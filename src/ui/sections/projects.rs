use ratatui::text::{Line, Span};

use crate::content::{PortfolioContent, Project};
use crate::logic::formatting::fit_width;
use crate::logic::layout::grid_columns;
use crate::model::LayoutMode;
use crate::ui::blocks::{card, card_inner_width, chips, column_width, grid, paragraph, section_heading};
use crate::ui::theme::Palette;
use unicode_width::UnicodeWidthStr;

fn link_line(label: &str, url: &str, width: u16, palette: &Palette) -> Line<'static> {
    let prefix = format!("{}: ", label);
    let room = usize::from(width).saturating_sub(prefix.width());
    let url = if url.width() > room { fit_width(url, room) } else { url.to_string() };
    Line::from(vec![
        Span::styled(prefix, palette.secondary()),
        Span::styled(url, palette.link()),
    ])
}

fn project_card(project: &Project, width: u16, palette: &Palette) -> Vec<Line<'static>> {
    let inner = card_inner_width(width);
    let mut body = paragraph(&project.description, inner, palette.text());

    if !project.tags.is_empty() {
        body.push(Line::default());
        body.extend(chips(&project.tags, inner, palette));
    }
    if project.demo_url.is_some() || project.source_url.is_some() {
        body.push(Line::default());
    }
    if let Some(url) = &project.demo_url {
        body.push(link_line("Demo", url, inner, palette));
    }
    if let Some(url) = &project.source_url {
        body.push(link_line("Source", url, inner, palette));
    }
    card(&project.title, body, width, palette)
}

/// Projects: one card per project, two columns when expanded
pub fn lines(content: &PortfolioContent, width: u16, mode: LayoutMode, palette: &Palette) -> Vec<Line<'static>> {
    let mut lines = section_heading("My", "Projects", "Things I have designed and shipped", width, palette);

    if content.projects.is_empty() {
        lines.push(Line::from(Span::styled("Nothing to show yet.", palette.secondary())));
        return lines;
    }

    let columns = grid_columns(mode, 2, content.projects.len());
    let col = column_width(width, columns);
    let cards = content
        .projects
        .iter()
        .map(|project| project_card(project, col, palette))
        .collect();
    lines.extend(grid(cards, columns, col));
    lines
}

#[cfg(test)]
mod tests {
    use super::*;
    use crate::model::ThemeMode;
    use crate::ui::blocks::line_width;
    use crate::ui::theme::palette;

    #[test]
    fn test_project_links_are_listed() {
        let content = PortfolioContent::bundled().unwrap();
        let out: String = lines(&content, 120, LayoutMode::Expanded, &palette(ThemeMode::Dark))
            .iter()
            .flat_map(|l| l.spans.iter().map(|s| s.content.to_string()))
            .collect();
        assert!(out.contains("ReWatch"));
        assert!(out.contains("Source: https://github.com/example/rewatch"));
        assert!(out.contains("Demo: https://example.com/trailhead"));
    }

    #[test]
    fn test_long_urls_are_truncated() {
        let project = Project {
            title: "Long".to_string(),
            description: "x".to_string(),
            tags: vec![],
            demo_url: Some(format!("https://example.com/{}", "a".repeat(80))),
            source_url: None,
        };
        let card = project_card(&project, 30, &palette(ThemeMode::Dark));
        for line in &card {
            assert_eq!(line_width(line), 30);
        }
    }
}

* * *

Once the line containing "if let Some(url) = &project.source_url" has been written out, please stop; every line before it, back to the first line of the records above, should be given exactly.

filename src/ui/sections/projects.rs
use ratatui::text::{Line, Span};

use crate::content::{PortfolioContent, Project};
use crate::logic::formatting::fit_width;
use crate::logic::layout::grid_columns;
use crate::model::LayoutMode;
use crate::ui::blocks::{card, card_inner_width, chips, column_width, grid, paragraph, section_heading};
use crate::ui::theme::Palette;
use unicode_width::UnicodeWidthStr;

fn link_line(label: &str, url: &str, width: u16, palette: &Palette) -> Line<'static> {
    let prefix = format!("{}: ", label);
    let room = usize::from(width).saturating_sub(prefix.width());
    let url = if url.width() > room { fit_width(url, room) } else { url.to_string() };
    Line::from(vec![
        Span::styled(prefix, palette.secondary()),
        Span::styled(url, palette.link()),
    ])
}

fn project_card(project: &Project, width: u16, palette: &Palette) -> Vec<Line<'static>> {
    let inner = card_inner_width(width);
    let mut body = paragraph(&project.description, inner, palette.text());

    if !project.tags.is_empty() {
        body.push(Line::default());
        body.extend(chips(&project.tags, inner, palette));
    }
    if project.demo_url.is_some() || project.source_url.is_some() {
        body.push(Line::default());
    }
    if let Some(url) = &project.demo_url {
        body.push(link_line("Demo", url, inner, palette));
    }
    if let Some(url) = &project.source_url {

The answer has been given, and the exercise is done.